[RECORDS SUPPLIED]

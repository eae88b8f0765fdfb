// Headless runner. Loads a cartridge image, runs the machine and copies
// every serial byte to stdout, which is how the usual test programs report
// their pass/fail log. Presentation of the framebuffer is left to an
// external host; this binary only drives the core.
use dotmatrix::motherboard::Motherboard;
use std::io::Write;

fn main() {
    rog::reg("dotmatrix");
    rog::reg("dotmatrix::cartridge");
    rog::reg("dotmatrix::cpu");

    let mut rom_path = String::new();
    let mut boot_rom_path = String::new();
    let mut frames: u64 = 3600;
    {
        let mut ap = argparse::ArgumentParser::new();
        ap.set_description("Headless DMG emulator core");
        ap.refer(&mut boot_rom_path).add_option(
            &["-b", "--boot-rom"],
            argparse::Store,
            "Overlay a 256 byte boot rom and start at the reset vector",
        );
        ap.refer(&mut frames).add_option(
            &["-f", "--frames"],
            argparse::Store,
            "Number of frames to run before exiting, 0 to run forever",
        );
        ap.refer(&mut rom_path).add_argument("rom", argparse::Store, "Rom name");
        ap.parse_args_or_exit();
    }

    let rom = match std::fs::read(&rom_path) {
        Ok(rom) => rom,
        Err(e) => {
            rog::println!("Failed to read {}: {}", rom_path, e);
            std::process::exit(1);
        }
    };

    let mbrd = if boot_rom_path.is_empty() {
        Motherboard::power_up(rom)
    } else {
        let bytes = match std::fs::read(&boot_rom_path) {
            Ok(bytes) => bytes,
            Err(e) => {
                rog::println!("Failed to read {}: {}", boot_rom_path, e);
                std::process::exit(1);
            }
        };
        if bytes.len() != 0x100 {
            rog::println!("Boot rom must be exactly 256 bytes, got {}", bytes.len());
            std::process::exit(1);
        }
        let mut boot_rom = [0x00; 0x100];
        boot_rom.copy_from_slice(&bytes);
        Motherboard::power_up_with_boot_rom(rom, boot_rom)
    };
    let mut mbrd = match mbrd {
        Ok(mbrd) => mbrd,
        Err(e) => {
            rog::println!("Invalid cartridge: {}", e);
            std::process::exit(1);
        }
    };
    rog::debugln!("Running {}", mbrd.title());

    mbrd.set_serial_sink(Box::new(|b| {
        let stdout = std::io::stdout();
        let mut handle = stdout.lock();
        let _ = handle.write_all(&[b]);
        let _ = handle.flush();
    }));

    let mut n = 0;
    loop {
        mbrd.next_frame();
        n += 1;
        if frames != 0 && n >= frames {
            break;
        }
    }
}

[/RECORDS SUPPLIED]

### WHAT YOU HAVE TO DO
Identify every line above with the string "core" in it. Copy those lines.

### EXPECTED OUTPUT
// external host; this binary only drives the core.
        ap.set_description("Headless DMG emulator core");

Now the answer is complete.